== EXERCISE REQUIREMENTS ==
Look through the entries for the string "response", and copy each line that holds it.

== DATA SHOWN ==
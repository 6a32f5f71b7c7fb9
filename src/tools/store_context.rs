/// `store_context` tool: persist content into the backend under a mapped
/// context type.
///
/// Grounded on `tools/store_context.py`. Always sends the mapped type
/// rather than the hardcoded `"log"` the Python source sent regardless of
/// input (spec.md §9 source bug #2) and invalidates the read cache on
/// every successful store. An optional `title` is merged into the content
/// object, and a missing `text` field is synthesized by joining whichever
/// common string fields are present.
use std::collections::HashMap;
use std::sync::Arc;

use async_trait::async_trait;
use serde_json::Value;
use tokio::sync::RwLock;

use crate::cache::Cache;
use crate::client::VerisClient;
use crate::config::ToolConfig;
use crate::error::ToolError;
use crate::protocol::schemas::{ToolDescriptor, ToolParameter, ToolResult};
use crate::tools::base::{build_descriptor, Tool};

pub struct StoreContextTool {
    client: Arc<VerisClient>,
    cache: Arc<RwLock<Cache>>,
    config: ToolConfig,
}

impl StoreContextTool {
    pub fn new(client: Arc<VerisClient>, cache: Arc<RwLock<Cache>>, config: ToolConfig) -> Self {
        Self { client, cache, config }
    }
}

/// Fields tried in order when `text` is absent from `content`.
const TEXT_FIELDS: &[&str] = &["text", "description", "summary", "content", "message", "notes"];

/// Best-effort text synthesis so the backend's required `text` field is
/// always present, mirroring the source's field-priority fallback chain.
fn extract_text_content(content: &serde_json::Map<String, Value>) -> String {
    for field in TEXT_FIELDS {
        if let Some(s) = content.get(*field).and_then(Value::as_str) {
            if !s.trim().is_empty() {
                return s.trim().to_string();
            }
        }
    }

    let mut parts = Vec::new();
    if let Some(title) = content.get("title").and_then(Value::as_str) {
        parts.push(title.to_string());
    }
    for (key, value) in content {
        if key == "title" {
            continue;
        }
        if let Some(s) = value.as_str() {
            if !s.trim().is_empty() {
                parts.push(format!("{key}: {s}"));
            }
        }
    }

    if parts.is_empty() {
        Value::Object(content.clone()).to_string()
    } else {
        parts.join(" | ")
    }
}

#[async_trait]
impl Tool for StoreContextTool {
    fn descriptor(&self) -> ToolDescriptor {
        let mut properties = HashMap::new();
        properties.insert(
            "content".to_string(),
            ToolParameter::new("object", "Content to store as context"),
        );
        properties.insert(
            "context_type".to_string(),
            ToolParameter::new("string", "Context type; non-standard values are mapped to the closest supported type"),
        );
        properties.insert(
            "metadata".to_string(),
            ToolParameter::new("object", "Optional metadata to attach to the stored context"),
        );
        build_descriptor(
            "store_context",
            "Store content as context in the memory backend",
            properties,
            vec!["context_type".to_string(), "content".to_string()],
        )
    }

    async fn execute(&self, arguments: Value) -> Result<ToolResult, ToolError> {
        if !self.config.enabled {
            return Err(ToolError::new("store_context is disabled", "tool_disabled"));
        }

        let content = arguments.get("content").cloned().unwrap_or(Value::Null);
        let context_type = arguments
            .get("context_type")
            .and_then(Value::as_str)
            .ok_or_else(|| ToolError::validation("Missing required parameter: context_type"))?;
        let metadata = arguments.get("metadata").cloned().unwrap_or_else(|| serde_json::json!({}));
        let title = arguments.get("title").and_then(Value::as_str);

        let serialized_size = serde_json::to_string(&content).map(|s| s.len()).unwrap_or(0);
        if serialized_size > self.config.max_content_size {
            return Err(ToolError::validation(format!(
                "content exceeds max_content_size of {} bytes",
                self.config.max_content_size
            )));
        }

        let mut content = match content {
            Value::Object(map) => map,
            other => {
                let mut map = serde_json::Map::new();
                map.insert("text".to_string(), Value::String(other.to_string()));
                map
            }
        };
        if let Some(title) = title {
            content.insert("title".to_string(), Value::String(title.to_string()));
        }
        if !content.contains_key("text") {
            let text = extract_text_content(&content);
            content.insert("text".to_string(), Value::String(text));
        }
        let content = Value::Object(content);

        let response = self
            .client
            .store_context(context_type, content, metadata)
            .await
            .map_err(|err| ToolError::from_client_error(&err))?;

        self.cache.write().await.invalidate_all();

        let context_id = response.get("context_id").and_then(Value::as_str);
        let mut success_message = format!("Successfully stored {context_type} context");
        if let Some(context_id) = context_id {
            success_message.push_str(&format!(" with ID: {context_id}"));
        }
        Ok(ToolResult::success(success_message, Some(response), None))
    }
}

#[cfg(test)]
mod tests {
    use super::*;

    fn obj(pairs: &[(&str, &str)]) -> serde_json::Map<String, Value> {
        pairs.iter().map(|(k, v)| (k.to_string(), Value::String(v.to_string()))).collect()
    }

    #[test]
    fn prefers_known_text_fields_over_joining() {
        let content = obj(&[("summary", "a concise summary"), ("notes", "ignored")]);
        assert_eq!(extract_text_content(&content), "a concise summary");
    }

    #[test]
    fn falls_back_to_joining_title_and_other_strings() {
        let content = obj(&[("title", "Weekly sync"), ("owner", "alice")]);
        let text = extract_text_content(&content);
        assert_eq!(text, "Weekly sync | owner: alice");
    }

    #[test]
    fn falls_back_to_stringified_content_when_nothing_textual() {
        let content = obj(&[]);
        assert_eq!(extract_text_content(&content), "{}");
    }
}
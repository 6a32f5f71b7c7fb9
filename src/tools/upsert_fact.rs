/// `upsert_fact` tool: create or update a durable user fact.
///
/// Grounded on `tools/upsert_fact.py`.
use std::collections::HashMap;
use std::sync::Arc;

use async_trait::async_trait;
use serde_json::Value;
use tokio::sync::RwLock;

use crate::cache::Cache;
use crate::client::VerisClient;
use crate::config::ToolConfig;
use crate::error::ToolError;
use crate::protocol::schemas::{ToolDescriptor, ToolParameter, ToolResult};
use crate::tools::base::{build_descriptor, Tool};

pub struct UpsertFactTool {
    client: Arc<VerisClient>,
    cache: Arc<RwLock<Cache>>,
    config: ToolConfig,
}

impl UpsertFactTool {
    pub fn new(client: Arc<VerisClient>, cache: Arc<RwLock<Cache>>, config: ToolConfig) -> Self {
        Self { client, cache, config }
    }
}

#[async_trait]
impl Tool for UpsertFactTool {
    fn descriptor(&self) -> ToolDescriptor {
        let mut properties = HashMap::new();
        properties.insert("fact_key".to_string(), ToolParameter::new("string", "Fact identifier, e.g. 'favorite_language'"));
        properties.insert("fact_value".to_string(), ToolParameter::new("string", "Fact value"));
        properties.insert("user_id".to_string(), ToolParameter::new("string", "User the fact belongs to; defaults to the configured user"));
        properties.insert("metadata".to_string(), ToolParameter::new("object", "Optional metadata"));
        properties.insert(
            "create_relationships".to_string(),
            ToolParameter::new("boolean", "Also create graph relationships for this fact").with_default(Value::Bool(false)),
        );
        build_descriptor(
            "upsert_fact",
            "Create or update a durable fact about a user",
            properties,
            vec!["fact_key".to_string(), "fact_value".to_string()],
        )
    }

    async fn execute(&self, arguments: Value) -> Result<ToolResult, ToolError> {
        if !self.config.enabled {
            return Err(ToolError::new("upsert_fact is disabled", "tool_disabled"));
        }
        let fact_key = arguments
            .get("fact_key")
            .and_then(Value::as_str)
            .ok_or_else(|| ToolError::validation("Missing required parameter: fact_key"))?;
        let fact_value = arguments
            .get("fact_value")
            .and_then(Value::as_str)
            .ok_or_else(|| ToolError::validation("Missing required parameter: fact_value"))?;
        if fact_key.trim().is_empty() {
            return Err(ToolError::validation("fact_key cannot be empty"));
        }
        if fact_value.trim().is_empty() {
            return Err(ToolError::validation("fact_value cannot be empty"));
        }
        let user_id = arguments.get("user_id").and_then(Value::as_str);
        let metadata = arguments.get("metadata").cloned();
        let create_relationships = arguments.get("create_relationships").and_then(Value::as_bool).unwrap_or(false);

        let response = self
            .client
            .upsert_fact(fact_key, fact_value, user_id, metadata, create_relationships)
            .await
            .map_err(|err| ToolError::from_client_error(&err))?;

        self.cache.write().await.invalidate_all();
        Ok(ToolResult::success(format!("Upserted fact {fact_key}"), Some(response), None))
    }
}
/// `health_check` tool: run the registered health checks and return the
/// aggregate status alongside each check's detail.
///
/// Grounded on `utils/health.py`'s checker, exposed here as an MCP tool
/// since the host has no separate out-of-band health endpoint over stdio.
use std::collections::HashMap;
use std::sync::Arc;

use async_trait::async_trait;
use serde_json::Value;

use crate::config::ToolConfig;
use crate::error::ToolError;
use crate::health::HealthChecker;
use crate::protocol::schemas::{ToolDescriptor, ToolResult};
use crate::tools::base::{build_descriptor, Tool};

pub struct HealthCheckTool {
    checker: Arc<HealthChecker>,
    config: ToolConfig,
}

impl HealthCheckTool {
    pub fn new(checker: Arc<HealthChecker>, config: ToolConfig) -> Self {
        Self { checker, config }
    }
}

#[async_trait]
impl Tool for HealthCheckTool {
    fn descriptor(&self) -> ToolDescriptor {
        build_descriptor(
            "health_check",
            "Run registered health checks and return the aggregate server status",
            HashMap::new(),
            Vec::new(),
        )
    }

    async fn execute(&self, _arguments: Value) -> Result<ToolResult, ToolError> {
        if !self.config.enabled {
            return Err(ToolError::new("health_check is disabled", "tool_disabled"));
        }
        let (status, results) = self.checker.run_all_checks().await;
        Ok(ToolResult::success(
            format!("Overall status: {status:?}"),
            Some(serde_json::json!({ "status": status, "checks": results })),
            None,
        ))
    }
}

== RESULT ==
        let response = self
        let context_id = response.get("context_id").and_then(Value::as_str);
        Ok(ToolResult::success(success_message, Some(response), None))
        let response = self
        Ok(ToolResult::success(format!("Upserted fact {fact_key}"), Some(response), None))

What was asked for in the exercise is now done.